> WHAT THE TASK ASKS
Go through the data and retrieve each line that includes the string "Error".

> LISTED ENTRIES
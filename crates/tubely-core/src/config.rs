//! Configuration module
//!
//! Configuration is read once at startup from the environment (and an optional `.env`
//! file). `Config::from_lookup` takes any key lookup so parsing can be exercised without
//! touching the process environment.

use std::env;
use std::path::PathBuf;
use std::str::FromStr;

use crate::constants::{DEFAULT_MAX_THUMBNAIL_SIZE_BYTES, DEFAULT_MAX_VIDEO_SIZE_BYTES};
use crate::storage_types::StorageBackend;

const DEFAULT_PORT: u16 = 8091;
const MAX_CONNECTIONS: u32 = 10;
const CONNECTION_TIMEOUT_SECS: u64 = 30;
const PROBE_TIMEOUT_SECS: u64 = 30;
const REMUX_TIMEOUT_SECS: u64 = 600;
const HTTP_CONCURRENCY_LIMIT: usize = 1024;

/// Server, auth and database settings.
#[derive(Clone, Debug)]
pub struct BaseConfig {
    pub server_port: u16,
    pub environment: String,
    pub cors_origins: Vec<String>,
    pub jwt_secret: String,
    pub database_url: String,
    pub db_max_connections: u32,
    pub db_timeout_seconds: u64,
    /// Maximum number of requests handled at once.
    pub http_concurrency_limit: usize,
    /// `LOG_FORMAT=json` switches the console output to JSON lines.
    pub log_json: bool,
}

/// Where published files go.
#[derive(Clone, Debug)]
pub struct StorageConfig {
    /// Backend for videos.
    pub storage_backend: StorageBackend,
    /// Backend for thumbnails. `Local` publishes into `assets_root`.
    pub thumbnail_storage: StorageBackend,
    pub s3_bucket: Option<String>,
    pub s3_region: Option<String>,
    pub s3_endpoint: Option<String>, // Custom endpoint for S3-compatible providers (MinIO etc.)
    pub assets_root: PathBuf,
    pub assets_base_url: String,
}

/// Upload limits and external tool settings.
#[derive(Clone, Debug)]
pub struct MediaConfig {
    /// Directory for staged and optimized scratch files. `None` means the system temp dir.
    pub scratch_dir: Option<PathBuf>,
    pub max_video_size_bytes: u64,
    pub max_thumbnail_size_bytes: u64,
    pub ffprobe_path: String,
    pub ffmpeg_path: String,
    pub probe_timeout_secs: u64,
    pub remux_timeout_secs: u64,
}

/// Application configuration.
#[derive(Clone, Debug)]
pub struct Config {
    pub base: BaseConfig,
    pub storage: StorageConfig,
    pub media: MediaConfig,
}

fn parse_or<T, F>(lookup: &F, key: &str, default: T) -> Result<T, anyhow::Error>
where
    T: FromStr,
    F: Fn(&str) -> Option<String>,
{
    match lookup(key) {
        Some(raw) if !raw.trim().is_empty() => raw
            .trim()
            .parse()
            .map_err(|_| anyhow::anyhow!("{} must be a valid value, got {:?}", key, raw)),
        _ => Ok(default),
    }
}

fn non_empty<F>(lookup: &F, key: &str) -> Option<String>
where
    F: Fn(&str) -> Option<String>,
{
    lookup(key)
        .map(|v| v.trim().to_string())
        .filter(|v| !v.is_empty())
}

impl Config {
    pub fn from_env() -> Result<Self, anyhow::Error> {
        dotenvy::dotenv().ok();
        Self::from_lookup(|key| env::var(key).ok())
    }

    pub fn from_lookup<F>(lookup: F) -> Result<Self, anyhow::Error>
    where
        F: Fn(&str) -> Option<String>,
    {
        let environment = non_empty(&lookup, "ENVIRONMENT")
            .or_else(|| non_empty(&lookup, "APP_ENV"))
            .unwrap_or_else(|| "development".to_string());

        let cors_origins: Vec<String> = non_empty(&lookup, "CORS_ORIGINS")
            .unwrap_or_else(|| "*".to_string())
            .split(',')
            .map(|s| s.trim().to_string())
            .filter(|s| !s.is_empty())
            .collect();

        let server_port: u16 = parse_or(&lookup, "PORT", DEFAULT_PORT)?;

        let base = BaseConfig {
            server_port,
            environment,
            cors_origins,
            jwt_secret: non_empty(&lookup, "JWT_SECRET")
                .ok_or_else(|| anyhow::anyhow!("JWT_SECRET must be set for authentication"))?,
            database_url: non_empty(&lookup, "DATABASE_URL")
                .ok_or_else(|| anyhow::anyhow!("DATABASE_URL must be set"))?,
            db_max_connections: parse_or(&lookup, "DB_MAX_CONNECTIONS", MAX_CONNECTIONS)?,
            db_timeout_seconds: parse_or(&lookup, "DB_TIMEOUT_SECONDS", CONNECTION_TIMEOUT_SECS)?,
            http_concurrency_limit: parse_or(
                &lookup,
                "HTTP_CONCURRENCY_LIMIT",
                HTTP_CONCURRENCY_LIMIT,
            )?
            .max(1),
            log_json: non_empty(&lookup, "LOG_FORMAT")
                .map(|format| format.eq_ignore_ascii_case("json"))
                .unwrap_or(false),
        };

        let storage = StorageConfig {
            storage_backend: parse_or(&lookup, "STORAGE_BACKEND", StorageBackend::S3)?,
            thumbnail_storage: parse_or(&lookup, "THUMBNAIL_STORAGE", StorageBackend::Local)?,
            s3_bucket: non_empty(&lookup, "S3_BUCKET"),
            s3_region: non_empty(&lookup, "S3_REGION").or_else(|| non_empty(&lookup, "AWS_REGION")),
            s3_endpoint: non_empty(&lookup, "S3_ENDPOINT"),
            assets_root: non_empty(&lookup, "ASSETS_ROOT")
                .map(PathBuf::from)
                .unwrap_or_else(|| PathBuf::from("./assets")),
            assets_base_url: non_empty(&lookup, "ASSETS_BASE_URL")
                .unwrap_or_else(|| format!("http://localhost:{}/assets", server_port)),
        };

        let media = MediaConfig {
            scratch_dir: non_empty(&lookup, "SCRATCH_DIR").map(PathBuf::from),
            max_video_size_bytes: parse_or(
                &lookup,
                "MAX_VIDEO_SIZE_MB",
                DEFAULT_MAX_VIDEO_SIZE_BYTES >> 20,
            )? << 20,
            max_thumbnail_size_bytes: parse_or(
                &lookup,
                "MAX_THUMBNAIL_SIZE_MB",
                DEFAULT_MAX_THUMBNAIL_SIZE_BYTES >> 20,
            )? << 20,
            ffprobe_path: non_empty(&lookup, "FFPROBE_PATH").unwrap_or_else(|| "ffprobe".to_string()),
            ffmpeg_path: non_empty(&lookup, "FFMPEG_PATH").unwrap_or_else(|| "ffmpeg".to_string()),
            probe_timeout_secs: parse_or(&lookup, "PROBE_TIMEOUT_SECS", PROBE_TIMEOUT_SECS)?,
            remux_timeout_secs: parse_or(&lookup, "REMUX_TIMEOUT_SECS", REMUX_TIMEOUT_SECS)?,
        };

        let config = Config {
            base,
            storage,
            media,
        };
        config.validate()?;
        Ok(config)
    }

    /// Check if the application is running in production mode
    pub fn is_production(&self) -> bool {
        let environment = self.base.environment.to_lowercase();
        environment == "production" || environment == "prod"
    }

    pub fn validate(&self) -> Result<(), anyhow::Error> {
        if self.is_production() && self.base.cors_origins.iter().any(|o| o == "*") {
            return Err(anyhow::anyhow!(
                "CORS_ORIGINS cannot be '*' in production. Please specify explicit origins."
            ));
        }

        let uses_s3 = self.storage.storage_backend == StorageBackend::S3
            || self.storage.thumbnail_storage == StorageBackend::S3;
        if uses_s3 {
            if self.storage.s3_bucket.is_none() {
                return Err(anyhow::anyhow!("S3_BUCKET must be set for the s3 storage backend"));
            }
            if self.storage.s3_region.is_none() {
                return Err(anyhow::anyhow!(
                    "S3_REGION or AWS_REGION must be set for the s3 storage backend"
                ));
            }
        }

        if self.media.max_video_size_bytes == 0 || self.media.max_thumbnail_size_bytes == 0 {
            return Err(anyhow::anyhow!("Upload size limits must be greater than zero"));
        }

        Ok(())
    }

    pub fn server_port(&self) -> u16 {
        self.base.server_port
    }

    pub fn environment(&self) -> &str {
        &self.base.environment
    }

    pub fn jwt_secret(&self) -> &str {
        &self.base.jwt_secret
    }

    pub fn scratch_dir(&self) -> PathBuf {
        self.media
            .scratch_dir
            .clone()
            .unwrap_or_else(std::env::temp_dir)
    }
}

> TASK OUTPUT
fn parse_or<T, F>(lookup: &F, key: &str, default: T) -> Result<T, anyhow::Error>
    pub fn from_env() -> Result<Self, anyhow::Error> {
    pub fn from_lookup<F>(lookup: F) -> Result<Self, anyhow::Error>
    pub fn validate(&self) -> Result<(), anyhow::Error> {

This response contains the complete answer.